About this task ▸ Whenever a line in the data holds the string "bodied", copy that line.

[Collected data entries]
[Start of Attachment]

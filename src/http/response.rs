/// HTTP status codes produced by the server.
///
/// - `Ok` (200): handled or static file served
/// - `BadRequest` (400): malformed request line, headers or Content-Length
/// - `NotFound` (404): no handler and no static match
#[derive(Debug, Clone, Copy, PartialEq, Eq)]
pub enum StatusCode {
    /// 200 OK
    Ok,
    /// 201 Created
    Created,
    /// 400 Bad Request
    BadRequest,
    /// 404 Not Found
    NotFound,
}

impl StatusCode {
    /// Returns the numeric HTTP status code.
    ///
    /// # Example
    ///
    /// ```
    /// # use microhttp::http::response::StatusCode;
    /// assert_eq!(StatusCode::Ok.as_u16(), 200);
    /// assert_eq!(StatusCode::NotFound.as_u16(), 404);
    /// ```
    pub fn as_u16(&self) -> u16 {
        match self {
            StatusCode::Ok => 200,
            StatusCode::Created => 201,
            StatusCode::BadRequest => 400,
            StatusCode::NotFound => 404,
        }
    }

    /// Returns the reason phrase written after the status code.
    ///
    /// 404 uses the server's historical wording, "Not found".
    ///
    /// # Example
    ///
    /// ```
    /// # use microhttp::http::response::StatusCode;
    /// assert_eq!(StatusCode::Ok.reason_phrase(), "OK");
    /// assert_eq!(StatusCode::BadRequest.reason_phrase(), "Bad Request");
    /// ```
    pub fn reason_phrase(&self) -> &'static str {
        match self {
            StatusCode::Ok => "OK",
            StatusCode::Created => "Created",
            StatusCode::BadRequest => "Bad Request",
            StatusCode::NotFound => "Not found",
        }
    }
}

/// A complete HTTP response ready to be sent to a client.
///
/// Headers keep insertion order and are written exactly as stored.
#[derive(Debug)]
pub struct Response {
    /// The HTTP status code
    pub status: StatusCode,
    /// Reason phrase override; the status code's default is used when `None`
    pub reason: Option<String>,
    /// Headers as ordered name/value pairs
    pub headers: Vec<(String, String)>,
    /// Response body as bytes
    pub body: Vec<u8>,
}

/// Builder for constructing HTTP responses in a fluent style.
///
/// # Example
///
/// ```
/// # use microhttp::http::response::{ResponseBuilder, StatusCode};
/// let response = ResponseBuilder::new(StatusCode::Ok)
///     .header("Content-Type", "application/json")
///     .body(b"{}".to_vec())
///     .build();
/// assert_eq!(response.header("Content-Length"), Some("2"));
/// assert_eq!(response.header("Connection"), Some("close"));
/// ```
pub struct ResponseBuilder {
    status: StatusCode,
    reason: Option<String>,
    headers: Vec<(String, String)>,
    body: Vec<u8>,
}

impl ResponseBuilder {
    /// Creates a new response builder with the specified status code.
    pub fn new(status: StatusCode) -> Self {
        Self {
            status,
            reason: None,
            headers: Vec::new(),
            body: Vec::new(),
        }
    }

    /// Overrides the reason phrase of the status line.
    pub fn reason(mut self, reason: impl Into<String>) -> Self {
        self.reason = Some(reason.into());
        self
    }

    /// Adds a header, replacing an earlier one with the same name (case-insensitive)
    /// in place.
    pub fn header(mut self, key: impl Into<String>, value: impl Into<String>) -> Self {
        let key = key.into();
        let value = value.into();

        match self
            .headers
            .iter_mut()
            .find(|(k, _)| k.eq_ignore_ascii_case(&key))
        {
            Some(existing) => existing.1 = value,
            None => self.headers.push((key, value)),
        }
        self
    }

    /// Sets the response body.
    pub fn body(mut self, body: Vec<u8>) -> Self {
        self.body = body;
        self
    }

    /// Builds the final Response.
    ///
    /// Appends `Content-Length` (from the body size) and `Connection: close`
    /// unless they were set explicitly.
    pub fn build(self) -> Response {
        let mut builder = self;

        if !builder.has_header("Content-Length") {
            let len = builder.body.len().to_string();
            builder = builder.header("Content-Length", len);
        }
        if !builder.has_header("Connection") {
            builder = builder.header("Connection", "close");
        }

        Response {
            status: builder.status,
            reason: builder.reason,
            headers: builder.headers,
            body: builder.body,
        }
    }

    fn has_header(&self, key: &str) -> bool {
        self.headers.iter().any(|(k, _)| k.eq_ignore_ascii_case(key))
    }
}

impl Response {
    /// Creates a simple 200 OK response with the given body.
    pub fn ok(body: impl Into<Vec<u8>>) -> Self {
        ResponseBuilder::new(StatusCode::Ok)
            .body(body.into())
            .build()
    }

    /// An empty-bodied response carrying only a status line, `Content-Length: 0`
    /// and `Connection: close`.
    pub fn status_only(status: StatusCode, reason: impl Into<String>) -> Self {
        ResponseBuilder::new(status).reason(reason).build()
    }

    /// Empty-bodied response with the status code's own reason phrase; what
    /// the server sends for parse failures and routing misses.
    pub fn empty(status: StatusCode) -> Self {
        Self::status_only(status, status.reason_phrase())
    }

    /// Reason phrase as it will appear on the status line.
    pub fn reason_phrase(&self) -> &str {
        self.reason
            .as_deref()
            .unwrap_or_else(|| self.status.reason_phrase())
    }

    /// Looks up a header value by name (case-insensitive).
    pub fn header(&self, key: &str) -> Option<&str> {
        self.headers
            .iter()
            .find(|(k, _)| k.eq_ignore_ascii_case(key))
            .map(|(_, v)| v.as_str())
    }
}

[End of Attachment]
[Start of Attachment]

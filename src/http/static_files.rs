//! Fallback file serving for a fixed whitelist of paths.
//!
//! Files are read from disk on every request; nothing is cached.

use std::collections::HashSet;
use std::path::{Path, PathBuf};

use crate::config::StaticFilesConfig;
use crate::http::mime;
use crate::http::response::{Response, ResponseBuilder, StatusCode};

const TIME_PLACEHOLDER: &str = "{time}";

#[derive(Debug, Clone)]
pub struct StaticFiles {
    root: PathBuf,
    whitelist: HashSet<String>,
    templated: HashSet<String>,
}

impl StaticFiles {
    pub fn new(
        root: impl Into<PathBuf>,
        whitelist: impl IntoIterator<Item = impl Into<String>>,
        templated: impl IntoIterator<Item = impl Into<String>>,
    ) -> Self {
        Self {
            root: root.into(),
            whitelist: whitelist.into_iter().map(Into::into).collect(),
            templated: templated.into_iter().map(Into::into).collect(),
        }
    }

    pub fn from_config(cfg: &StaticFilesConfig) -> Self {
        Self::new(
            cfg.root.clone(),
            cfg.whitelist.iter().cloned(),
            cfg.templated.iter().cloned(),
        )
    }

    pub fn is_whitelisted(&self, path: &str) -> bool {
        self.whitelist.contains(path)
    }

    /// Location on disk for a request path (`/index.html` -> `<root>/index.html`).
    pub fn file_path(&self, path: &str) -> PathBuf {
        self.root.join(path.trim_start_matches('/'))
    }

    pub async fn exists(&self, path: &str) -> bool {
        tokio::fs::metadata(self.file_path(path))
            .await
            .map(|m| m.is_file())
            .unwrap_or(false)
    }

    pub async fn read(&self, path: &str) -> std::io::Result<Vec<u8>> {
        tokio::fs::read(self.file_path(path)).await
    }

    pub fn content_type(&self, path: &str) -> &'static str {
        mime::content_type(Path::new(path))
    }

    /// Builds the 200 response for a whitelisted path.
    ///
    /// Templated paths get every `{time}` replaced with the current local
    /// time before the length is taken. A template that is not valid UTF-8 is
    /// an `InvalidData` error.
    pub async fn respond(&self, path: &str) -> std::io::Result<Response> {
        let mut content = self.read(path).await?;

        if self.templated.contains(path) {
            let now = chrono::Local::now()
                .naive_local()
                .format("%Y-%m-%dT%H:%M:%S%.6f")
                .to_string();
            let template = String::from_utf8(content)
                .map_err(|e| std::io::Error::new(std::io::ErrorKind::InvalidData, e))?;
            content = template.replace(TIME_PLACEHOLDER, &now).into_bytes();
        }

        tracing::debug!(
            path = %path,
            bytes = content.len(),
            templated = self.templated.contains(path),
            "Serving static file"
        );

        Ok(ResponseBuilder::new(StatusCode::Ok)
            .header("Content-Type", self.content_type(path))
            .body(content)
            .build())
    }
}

[End of Attachment]
[Start of Attachment]

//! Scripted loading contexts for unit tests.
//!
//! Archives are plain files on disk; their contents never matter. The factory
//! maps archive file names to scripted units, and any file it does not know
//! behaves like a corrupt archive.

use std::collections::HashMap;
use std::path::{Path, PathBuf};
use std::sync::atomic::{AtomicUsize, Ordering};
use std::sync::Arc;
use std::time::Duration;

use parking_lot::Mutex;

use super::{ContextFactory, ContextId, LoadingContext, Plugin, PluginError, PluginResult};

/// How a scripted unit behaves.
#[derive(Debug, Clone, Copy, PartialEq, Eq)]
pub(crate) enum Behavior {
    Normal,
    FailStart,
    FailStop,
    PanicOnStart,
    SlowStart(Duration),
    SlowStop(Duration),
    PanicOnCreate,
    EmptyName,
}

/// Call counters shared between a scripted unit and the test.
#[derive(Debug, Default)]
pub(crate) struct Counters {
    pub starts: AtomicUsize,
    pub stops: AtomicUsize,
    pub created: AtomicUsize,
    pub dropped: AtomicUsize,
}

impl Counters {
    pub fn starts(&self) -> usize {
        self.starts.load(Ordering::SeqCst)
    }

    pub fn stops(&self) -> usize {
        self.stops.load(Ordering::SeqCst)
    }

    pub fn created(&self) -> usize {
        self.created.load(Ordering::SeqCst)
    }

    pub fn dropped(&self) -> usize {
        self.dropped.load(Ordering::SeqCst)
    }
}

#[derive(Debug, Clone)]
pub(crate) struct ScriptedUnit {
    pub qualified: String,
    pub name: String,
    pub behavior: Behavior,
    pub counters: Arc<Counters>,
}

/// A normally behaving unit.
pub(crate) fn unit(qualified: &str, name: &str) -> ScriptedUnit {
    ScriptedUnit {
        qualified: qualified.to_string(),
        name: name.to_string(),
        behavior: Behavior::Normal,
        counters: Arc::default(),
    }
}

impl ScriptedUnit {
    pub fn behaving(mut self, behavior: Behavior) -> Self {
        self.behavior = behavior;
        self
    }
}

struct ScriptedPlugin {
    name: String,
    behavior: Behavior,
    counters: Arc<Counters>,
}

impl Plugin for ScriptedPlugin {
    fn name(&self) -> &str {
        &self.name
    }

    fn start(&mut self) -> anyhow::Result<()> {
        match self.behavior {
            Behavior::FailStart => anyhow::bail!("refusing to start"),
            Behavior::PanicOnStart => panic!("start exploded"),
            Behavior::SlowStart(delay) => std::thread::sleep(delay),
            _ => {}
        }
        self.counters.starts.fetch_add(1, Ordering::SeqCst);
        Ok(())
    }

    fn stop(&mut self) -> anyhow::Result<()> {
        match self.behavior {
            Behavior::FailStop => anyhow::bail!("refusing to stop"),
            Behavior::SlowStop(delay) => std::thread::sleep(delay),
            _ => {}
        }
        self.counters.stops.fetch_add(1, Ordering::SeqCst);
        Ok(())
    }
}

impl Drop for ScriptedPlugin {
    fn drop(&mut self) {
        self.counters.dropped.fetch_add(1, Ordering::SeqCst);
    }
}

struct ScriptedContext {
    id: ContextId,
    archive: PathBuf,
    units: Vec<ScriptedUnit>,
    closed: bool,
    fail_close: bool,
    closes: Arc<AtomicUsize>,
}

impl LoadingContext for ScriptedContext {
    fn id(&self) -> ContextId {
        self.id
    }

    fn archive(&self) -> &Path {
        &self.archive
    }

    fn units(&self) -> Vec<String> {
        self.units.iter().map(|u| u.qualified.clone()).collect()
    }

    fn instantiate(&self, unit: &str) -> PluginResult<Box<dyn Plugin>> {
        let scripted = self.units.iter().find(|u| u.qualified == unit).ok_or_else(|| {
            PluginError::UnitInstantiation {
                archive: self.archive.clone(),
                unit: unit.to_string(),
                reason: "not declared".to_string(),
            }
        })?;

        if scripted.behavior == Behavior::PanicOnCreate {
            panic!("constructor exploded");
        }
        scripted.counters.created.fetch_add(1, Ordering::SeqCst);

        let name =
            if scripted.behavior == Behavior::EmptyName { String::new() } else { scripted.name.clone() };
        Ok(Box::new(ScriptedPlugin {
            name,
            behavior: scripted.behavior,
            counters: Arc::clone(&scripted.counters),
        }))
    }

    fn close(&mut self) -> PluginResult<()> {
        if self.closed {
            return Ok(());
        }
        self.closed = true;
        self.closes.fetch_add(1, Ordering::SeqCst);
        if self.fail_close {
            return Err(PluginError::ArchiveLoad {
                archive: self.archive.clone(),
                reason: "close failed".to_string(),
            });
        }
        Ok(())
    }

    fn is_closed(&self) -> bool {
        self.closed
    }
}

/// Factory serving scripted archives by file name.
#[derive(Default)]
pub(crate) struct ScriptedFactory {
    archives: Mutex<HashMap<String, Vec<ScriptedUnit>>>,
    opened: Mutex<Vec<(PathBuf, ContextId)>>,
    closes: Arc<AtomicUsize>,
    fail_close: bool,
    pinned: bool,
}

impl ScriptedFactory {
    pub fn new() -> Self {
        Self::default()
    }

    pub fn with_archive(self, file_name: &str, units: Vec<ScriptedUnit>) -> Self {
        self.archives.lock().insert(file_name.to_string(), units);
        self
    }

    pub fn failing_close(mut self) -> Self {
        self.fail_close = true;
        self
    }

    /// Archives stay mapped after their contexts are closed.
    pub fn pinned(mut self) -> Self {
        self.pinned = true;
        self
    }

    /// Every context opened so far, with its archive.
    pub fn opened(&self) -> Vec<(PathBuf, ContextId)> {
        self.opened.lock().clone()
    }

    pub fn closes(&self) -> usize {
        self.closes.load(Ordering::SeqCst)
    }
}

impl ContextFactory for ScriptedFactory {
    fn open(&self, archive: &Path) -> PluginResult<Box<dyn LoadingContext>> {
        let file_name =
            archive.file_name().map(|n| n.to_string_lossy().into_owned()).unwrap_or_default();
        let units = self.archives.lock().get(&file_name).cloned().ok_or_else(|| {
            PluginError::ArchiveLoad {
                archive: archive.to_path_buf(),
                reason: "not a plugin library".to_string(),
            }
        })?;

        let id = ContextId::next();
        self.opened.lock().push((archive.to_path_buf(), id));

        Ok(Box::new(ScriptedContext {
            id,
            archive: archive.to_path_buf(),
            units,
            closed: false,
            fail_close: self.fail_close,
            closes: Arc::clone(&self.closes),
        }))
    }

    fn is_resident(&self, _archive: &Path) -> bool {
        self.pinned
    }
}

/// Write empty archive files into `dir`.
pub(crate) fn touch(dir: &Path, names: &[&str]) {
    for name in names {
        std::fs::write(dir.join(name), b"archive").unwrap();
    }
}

[End of Attachment]

Solution for this problem ▸
    /// An empty-bodied response carrying only a status line, `Content-Length: 0`
    /// Empty-bodied response with the status code's own reason phrase; what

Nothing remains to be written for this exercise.